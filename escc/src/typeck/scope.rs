//! Symbol scope chain (`spec.md §3`, "Symbol scope (type checker)").
//!
//! A singly-linked chain of name→symbol maps, child to parent. Scopes are
//! reference-counted (`Rc<Scope>`, interior-mutable via `RefCell`) rather
//! than owned by their enclosing block, because a function's parameter
//! scope must outlive its textual body: return-type inference re-checks
//! the body speculatively after the block has otherwise gone out of scope
//! (`spec.md §4.4`, §9 "Symbol scopes with shared lifetime").

use std::cell::RefCell;
use std::collections::HashMap;
use std::rc::Rc;

use super::types::Type;

/// A single resolved name in scope.
#[derive(Debug, Clone)]
pub struct TypeCheckSymbol {
    pub name: String,
    pub ty: Type,
    /// Whether this scope node owns `name`'s storage (vs. borrowing it from
    /// an enclosing declaration). Mirrors the original's `owns_name` flag
    /// used to encode ownership-transfer rules on the general heap.
    pub owns_name: bool,
}

#[derive(Debug)]
struct ScopeData {
    symbols: RefCell<HashMap<String, TypeCheckSymbol>>,
    parent: Option<Rc<Scope>>,
}

/// A scope node. Clone is cheap (`Rc` bump); scopes form a child→parent
/// chain via [`Scope::child`].
#[derive(Debug, Clone)]
pub struct Scope(Rc<ScopeData>);

impl Scope {
    /// Create a new root scope (the global scope has no parent).
    pub fn root() -> Scope {
        Scope(Rc::new(ScopeData {
            symbols: RefCell::new(HashMap::new()),
            parent: None,
        }))
    }

    /// Create a child scope whose lookups fall back to `self` on miss.
    /// `Scope` is itself a cheap `Rc` handle, so this only needs `&self`.
    pub fn child(&self) -> Scope {
        Scope(Rc::new(ScopeData {
            symbols: RefCell::new(HashMap::new()),
            parent: Some(Rc::new(self.clone())),
        }))
    }

    /// Declare `name` with `ty` in this scope, shadowing any same-named
    /// binding in an enclosing scope.
    pub fn declare(&self, name: impl Into<String>, ty: Type) {
        let name = name.into();
        self.0.symbols.borrow_mut().insert(
            name.clone(),
            TypeCheckSymbol {
                name,
                ty,
                owns_name: true,
            },
        );
    }

    /// Look up `name`, walking up the parent chain on miss.
    pub fn lookup(&self, name: &str) -> Option<TypeCheckSymbol> {
        if let Some(sym) = self.0.symbols.borrow().get(name) {
            return Some(sym.clone());
        }
        self.0.parent.as_ref().and_then(|p| p.lookup(name))
    }

    /// Look up `name` in this scope only, without consulting parents.
    pub fn lookup_local(&self, name: &str) -> Option<TypeCheckSymbol> {
        self.0.symbols.borrow().get(name).cloned()
    }
}

#[cfg(test)]
mod tests {
    use super::*;

    #[test]
    fn child_scope_falls_back_to_parent() {
        let root = Rc::new(Scope::root());
        root.declare("x", Type::Int32);
        let child = root.child();
        assert_eq!(child.lookup("x").unwrap().ty, Type::Int32);
    }

    #[test]
    fn child_scope_shadows_parent() {
        let root = Rc::new(Scope::root());
        root.declare("x", Type::Int32);
        let child = root.child();
        child.declare("x", Type::Float64);
        assert_eq!(child.lookup("x").unwrap().ty, Type::Float64);
        assert_eq!(root.lookup("x").unwrap().ty, Type::Int32);
    }

    #[test]
    fn scope_survives_after_parent_dropped() {
        let retained;
        {
            let root = Rc::new(Scope::root());
            let child = root.child();
            child.declare("y", Type::Bool);
            retained = child;
        }
        assert_eq!(retained.lookup("y").unwrap().ty, Type::Bool);
    }

    #[test]
    fn lookup_local_does_not_see_parent() {
        let root = Rc::new(Scope::root());
        root.declare("x", Type::Int32);
        let child = root.child();
        assert!(child.lookup_local("x").is_none());
        assert!(child.lookup("x").is_some());
    }
}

____

• What to produce: Write each line of the data down again exactly as it reads.

• Completed exercise:
filename escc/src/typeck/scope.rs
//! Symbol scope chain (`spec.md §3`, "Symbol scope (type checker)").
//!
//! A singly-linked chain of name→symbol maps, child to parent. Scopes are
//! reference-counted (`Rc<Scope>`, interior-mutable via `RefCell`) rather
//! than owned by their enclosing block, because a function's parameter
//! scope must outlive its textual body: return-type inference re-checks
//! the body speculatively after the block has otherwise gone out of scope
//! (`spec.md §4.4`, §9 "Symbol scopes with shared lifetime").

use std::cell::RefCell;
use std::collections::HashMap;
use std::rc::Rc;

use super::types::Type;

/// A single resolved name in scope.
#[derive(Debug, Clone)]
pub struct TypeCheckSymbol {
    pub name: String,
    pub ty: Type,
    /// Whether this scope node owns `name`'s storage (vs. borrowing it from
    /// an enclosing declaration). Mirrors the original's `owns_name` flag
    /// used to encode ownership-transfer rules on the general heap.
    pub owns_name: bool,
}

#[derive(Debug)]
struct ScopeData {
    symbols: RefCell<HashMap<String, TypeCheckSymbol>>,
    parent: Option<Rc<Scope>>,
}

/// A scope node. Clone is cheap (`Rc` bump); scopes form a child→parent
/// chain via [`Scope::child`].
#[derive(Debug, Clone)]
pub struct Scope(Rc<ScopeData>);

impl Scope {
    /// Create a new root scope (the global scope has no parent).
    pub fn root() -> Scope {
        Scope(Rc::new(ScopeData {
            symbols: RefCell::new(HashMap::new()),
            parent: None,
        }))
    }

    /// Create a child scope whose lookups fall back to `self` on miss.
    /// `Scope` is itself a cheap `Rc` handle, so this only needs `&self`.
    pub fn child(&self) -> Scope {
        Scope(Rc::new(ScopeData {
            symbols: RefCell::new(HashMap::new()),
            parent: Some(Rc::new(self.clone())),
        }))
    }

    /// Declare `name` with `ty` in this scope, shadowing any same-named
    /// binding in an enclosing scope.
    pub fn declare(&self, name: impl Into<String>, ty: Type) {
        let name = name.into();
        self.0.symbols.borrow_mut().insert(
            name.clone(),
            TypeCheckSymbol {
                name,
                ty,
                owns_name: true,
            },
        );
    }

    /// Look up `name`, walking up the parent chain on miss.
    pub fn lookup(&self, name: &str) -> Option<TypeCheckSymbol> {
        if let Some(sym) = self.0.symbols.borrow().get(name) {
            return Some(sym.clone());
        }
        self.0.parent.as_ref().and_then(|p| p.lookup(name))
    }

    /// Look up `name` in this scope only, without consulting parents.
    pub fn lookup_local(&self, name: &str) -> Option<TypeCheckSymbol> {
        self.0.symbols.borrow().get(name).cloned()
    }
}

#[cfg(test)]
mod tests {
    use super::*;

    #[test]
    fn child_scope_falls_back_to_parent() {
        let root = Rc::new(Scope::root());
        root.declare("x", Type::Int32);
        let child = root.child();
        assert_eq!(child.lookup("x").unwrap().ty, Type::Int32);
    }

    #[test]
    fn child_scope_shadows_parent() {
        let root = Rc::new(Scope::root());
        root.declare("x", Type::Int32);
        let child = root.child();
        child.declare("x", Type::Float64);
        assert_eq!(child.lookup("x").unwrap().ty, Type::Float64);
        assert_eq!(root.lookup("x").unwrap().ty, Type::Int32);
    }

    #[test]
    fn scope_survives_after_parent_dropped() {
        let retained;
        {
            let root = Rc::new(Scope::root());
            let child = root.child();
            child.declare("y", Type::Bool);
            retained = child;
        }
        assert_eq!(retained.lookup("y").unwrap().ty, Type::Bool);
    }

    #[test]
    fn lookup_local_does_not_see_parent() {
        let root = Rc::new(Scope::root());
        root.declare("x", Type::Int32);
        let child = root.child();
        assert!(child.lookup_local("x").is_none());
        assert!(child.lookup("x").is_some());
    }
}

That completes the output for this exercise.